Wednesday 14 February 2018

Here be Giants!

 The 'Long Man' of Wilmington, in Sussex

The original inhabitants of the island of Albion - or Merlin's Enclosure, as it was first called, Merlin being the presiding deity - were a race of Giants. Indeed, the name of Albion comes from their king.

When the island was first settled by normal-sized Men (Brutus the Trojan and his followers - great grandson of Aeneas) - it was necessary to defeat resident Giant population. Gogmagog was the most famous of these - apparently a small and weak example of the race. However, a remnant of Giants continued as an occasional menace for a very long time afterwards.

Thus Geoffrey of Monmouth - Albion's primary mythographer.  


Giants crop-up in many historical, religious, legendary and mythical sources, from all over the world; so there is no good reason to doubt their reality - except that we don't seem to have any nowadays. Much the same applies to the races of elves/ fairies and to dwarves - there is ample evidence for their existence in earlier time; far more evidence than for most supposed facts of history.

But of course, that does not mean that Modern Man would be able to perceive Giants, fairies or dwarfs, even if they were present - since we are self-blinded to much of the primary reality of this world; and furthermore treat as dogmatically-real many things which are imperceptible and undetectable (except by long chains of insecure and labile inferences).

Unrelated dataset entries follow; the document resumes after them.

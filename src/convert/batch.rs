use std::fs;
use std::path::{Path, PathBuf};

use chrono::Utc;
use glob::glob;
use serde::Serialize;

use super::assemble::{assemble_note, UNTITLED};
use super::rewrite::{rewrite_references, SkippedReference};
use crate::config::{AttachmentScope, ConvertOptions};
use crate::error::{ConvertError, Result};
use crate::markdown::MarkdownRenderer;
use crate::nsx::{notebook_id, package_nsx, AttachmentStore, PackageSummary, StagedNote};

const ARCHIVE_EXTENSION: &str = ".nsx";

/// What happened to one Markdown file
#[derive(Debug, Clone, Serialize)]
#[serde(tag = "status", rename_all = "lowercase", rename_all_fields = "camelCase")]
pub enum DocumentOutcome {
    Converted {
        source: PathBuf,
        member_name: String,
        /// References turned into attachments
        attachments: usize,
        /// References left as plain Markdown
        skipped_references: Vec<SkippedReference>,
    },
    Skipped {
        source: PathBuf,
        reason: String,
    },
}

/// Result of a whole run
#[derive(Debug, Clone, Serialize)]
#[serde(rename_all = "camelCase")]
pub struct RunSummary {
    pub notebook_id: String,
    pub documents: Vec<DocumentOutcome>,
    pub package: PackageSummary,
}

impl RunSummary {
    pub fn converted_count(&self) -> usize {
        self.documents
            .iter()
            .filter(|d| matches!(d, DocumentOutcome::Converted { .. }))
            .count()
    }

    pub fn skipped_count(&self) -> usize {
        self.documents.len() - self.converted_count()
    }

    pub fn archive_path(&self) -> &Path {
        &self.package.archive_path
    }
}

/// Scratch directory that is removed when dropped, whatever the outcome
struct WorkDir {
    path: PathBuf,
}

impl WorkDir {
    fn create(path: &Path) -> Result<Self> {
        if path.exists() {
            fs::remove_dir_all(path)?;
        }
        fs::create_dir_all(path)?;
        Ok(Self {
            path: path.to_path_buf(),
        })
    }
}

impl Drop for WorkDir {
    fn drop(&mut self) {
        if let Err(e) = fs::remove_dir_all(&self.path) {
            log::warn!("Could not clean up temporary directory {:?}: {}", self.path, e);
        }
    }
}

/// A document that made it into the working area
struct ConvertedDocument {
    staged: StagedNote,
    attachments: usize,
    skipped_references: Vec<SkippedReference>,
}

/// Markdown folder to NSX converter.
///
/// The attachment store lives for the whole run. With
/// [`AttachmentScope::Batch`] every note carries all attachments
/// registered so far, including those of earlier notes.
pub struct Converter {
    options: ConvertOptions,
    store: AttachmentStore,
    renderer: MarkdownRenderer,
    clock: Box<dyn Fn() -> i64>,
}

impl Converter {
    pub fn new(options: ConvertOptions) -> Self {
        let renderer = MarkdownRenderer::new(&options.code_theme);
        Self {
            options,
            store: AttachmentStore::new(),
            renderer,
            clock: Box::new(|| Utc::now().timestamp()),
        }
    }

    /// Replace the clock used for timestamps (seconds since the epoch)
    pub fn with_clock(mut self, clock: impl Fn() -> i64 + 'static) -> Self {
        self.clock = Box::new(clock);
        self
    }

    /// Convert every `*.md` file directly inside `md_folder` and package the
    /// results into one archive.
    ///
    /// Per-document and per-reference problems are logged and recorded in the
    /// summary. Errors are returned when the folder is missing or holds no
    /// Markdown, when the work directory would swallow the folder or the
    /// archive, and when the archive cannot be written.
    pub fn batch_convert(&mut self, md_folder: &Path, notebook_name: &str) -> Result<RunSummary> {
        if !md_folder.is_dir() {
            return Err(ConvertError::SourceDirNotFound(md_folder.to_path_buf()));
        }

        let output_path = self
            .options
            .output
            .clone()
            .unwrap_or_else(|| output_archive_path(md_folder));

        check_work_dir(&self.options.work_dir, md_folder, &output_path)?;
        let work_dir = WorkDir::create(&self.options.work_dir)?;

        let md_files = discover_markdown_files(md_folder)?;
        if md_files.is_empty() {
            return Err(ConvertError::NoMarkdownFiles(md_folder.to_path_buf()));
        }
        log::info!("Found {} markdown files to convert", md_files.len());

        let notebook_id = notebook_id(notebook_name);
        log::info!("Using notebook ID: {}", notebook_id);

        let mut documents = Vec::with_capacity(md_files.len());
        let mut staged = Vec::new();

        for (index, md_file) in md_files.iter().enumerate() {
            log::info!("Converting {}...", display_name(md_file));

            match self.convert_document(md_file, &notebook_id, &work_dir.path, index) {
                Ok(converted) => {
                    log::info!(
                        "  Successfully converted: {} -> {}",
                        display_name(md_file),
                        converted.staged.member_name
                    );
                    documents.push(DocumentOutcome::Converted {
                        source: md_file.clone(),
                        member_name: converted.staged.member_name.clone(),
                        attachments: converted.attachments,
                        skipped_references: converted.skipped_references,
                    });
                    staged.push(converted.staged);
                }
                Err(e) => {
                    log::warn!("Error converting {:?}: {}", md_file, e);
                    documents.push(DocumentOutcome::Skipped {
                        source: md_file.clone(),
                        reason: e.to_string(),
                    });
                }
            }
        }

        log::info!("Packaging into {:?}", output_path);
        let package = package_nsx(
            &output_path,
            &staged,
            self.store.images(),
            notebook_name,
            &notebook_id,
        )?;

        let summary = RunSummary {
            notebook_id,
            documents,
            package,
        };
        log::info!(
            "Successfully converted {} files to {:?}",
            summary.package.notes.len(),
            output_path
        );

        Ok(summary)
    }

    fn convert_document(
        &mut self,
        source: &Path,
        notebook_id: &str,
        work_dir: &Path,
        index: usize,
    ) -> Result<ConvertedDocument> {
        let markdown = read_markdown(source)?;

        if self.options.attachment_scope == AttachmentScope::Document {
            self.store.clear_attachments();
        }

        let rewritten = rewrite_references(source, &markdown, &mut self.store, &*self.clock);

        let title = document_title(source);
        let (note, member_name) = assemble_note(
            &title,
            &rewritten.text,
            notebook_id,
            self.store.attachments(),
            &self.renderer,
            (self.clock)(),
        );

        let note_json = serde_json::to_vec_pretty(&note)?;
        let path = work_dir.join(format!("{:04}.json", index));
        fs::write(&path, note_json)?;

        Ok(ConvertedDocument {
            staged: StagedNote { member_name, path },
            attachments: rewritten.resolved.len(),
            skipped_references: rewritten.skipped,
        })
    }
}

/// The work directory is wiped before and after a run, so it must not hold
/// the source folder or the archive being written
fn check_work_dir(work_dir: &Path, md_folder: &Path, output_path: &Path) -> Result<()> {
    let work = resolve_path(work_dir)?;

    for protected in [md_folder, output_path] {
        if resolve_path(protected)?.starts_with(&work) {
            return Err(ConvertError::UnsafeWorkDir {
                work_dir: work_dir.to_path_buf(),
                protected: protected.to_path_buf(),
            });
        }
    }
    Ok(())
}

/// Canonical form of `path`; components that do not exist yet are appended
/// to the canonical form of the longest existing ancestor
fn resolve_path(path: &Path) -> Result<PathBuf> {
    let mut existing = path;
    let mut missing = Vec::new();

    while !existing.exists() {
        match (existing.parent(), existing.file_name()) {
            (Some(parent), Some(name)) => {
                missing.push(name.to_os_string());
                existing = parent;
            }
            _ => break,
        }
    }

    let base = if existing.as_os_str().is_empty() {
        Path::new(".")
    } else {
        existing
    };
    let mut resolved = base.canonicalize()?;
    for name in missing.iter().rev() {
        resolved.push(name);
    }
    Ok(resolved)
}

/// Archive path for a source folder: the folder path without trailing
/// separators, plus `.nsx`
pub fn output_archive_path(md_folder: &Path) -> PathBuf {
    let folder = md_folder.to_string_lossy();
    let trimmed = folder.trim_end_matches(|c| c == '/' || c == '\\');
    PathBuf::from(format!("{}{}", trimmed, ARCHIVE_EXTENSION))
}

/// `*.md` entries directly inside `md_folder`, sorted
pub fn discover_markdown_files(md_folder: &Path) -> Result<Vec<PathBuf>> {
    let folder = glob::Pattern::escape(&md_folder.to_string_lossy());
    let pattern = format!("{}/*.md", folder.trim_end_matches(|c| c == '/' || c == '\\'));

    let mut files = Vec::new();
    for entry in glob(&pattern)? {
        match entry {
            Ok(path) => files.push(path),
            Err(e) => log::warn!("Skipping unreadable entry: {}", e),
        }
    }
    files.sort();
    Ok(files)
}

/// Note title: the file name without its `.md` suffix
pub fn document_title(path: &Path) -> String {
    let name = path
        .file_name()
        .map(|n| n.to_string_lossy().to_string())
        .unwrap_or_default();
    let title = name.strip_suffix(".md").unwrap_or(&name);
    if title.is_empty() {
        UNTITLED.to_string()
    } else {
        title.to_string()
    }
}

/// Read a Markdown file; invalid UTF-8 is replaced rather than rejected
fn read_markdown(path: &Path) -> Result<String> {
    let data = fs::read(path)?;
    match String::from_utf8(data) {
        Ok(text) => Ok(text),
        Err(e) => {
            log::warn!("File {:?} may contain non-UTF-8 characters", path);
            Ok(String::from_utf8_lossy(e.as_bytes()).into_owned())
        }
    }
}

fn display_name(path: &Path) -> String {
    path.file_name()
        .map(|n| n.to_string_lossy().to_string())
        .unwrap_or_else(|| path.to_string_lossy().to_string())
}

Giants seem to be a member of the human genus - and perhaps even the same species, since there are many accounts of breeding between us and them - with fertile offspring. Presumably therefore, in some places (perhaps especially some parts of Britain?) some modern Men therefore have gigantic ancestry...

There is no reason why all Giants, everywhere and at all times, should be identical; but it seems that at least some were intelligent as well as strong. The great feats of building attributed to them could not have been accomplished solely by muscle-power.

The idea that giants were stupid seems like a modern slander, since they had their own long-lasting civilisations all over the place - but I suspect that were were easily tricked, and outwitted, by the normal-sized Men who replaced them. Perhaps childlike, naive and instinctive rather than idiotic.

Or perhaps some Giants were magical, and used that rather than 'technology' to perform their feats - indeed, since early man was certainly able to do magic, it seems likely that Giants were too.

How gigantic were Giants? My guess is about 12-18 feet, full-sized and full-grown - big enough to be qualitatively different from us; but not so big as to be just-plain-silly...

Giants don't, for me, have the fascination of fairies, nor the common sense imaginability of dwarves; yet perhaps they ought-to. It just needs a great storyteller or two, to help us picture and empathise-with them.


The Cerne Abbas Giant, Dorset - another impressively 'long' man! - albeit, he gained some extra 'length' a century or two ago when his umbilicus was accidentally incorporated into his phallus by over-enthusiastic turf-cutters...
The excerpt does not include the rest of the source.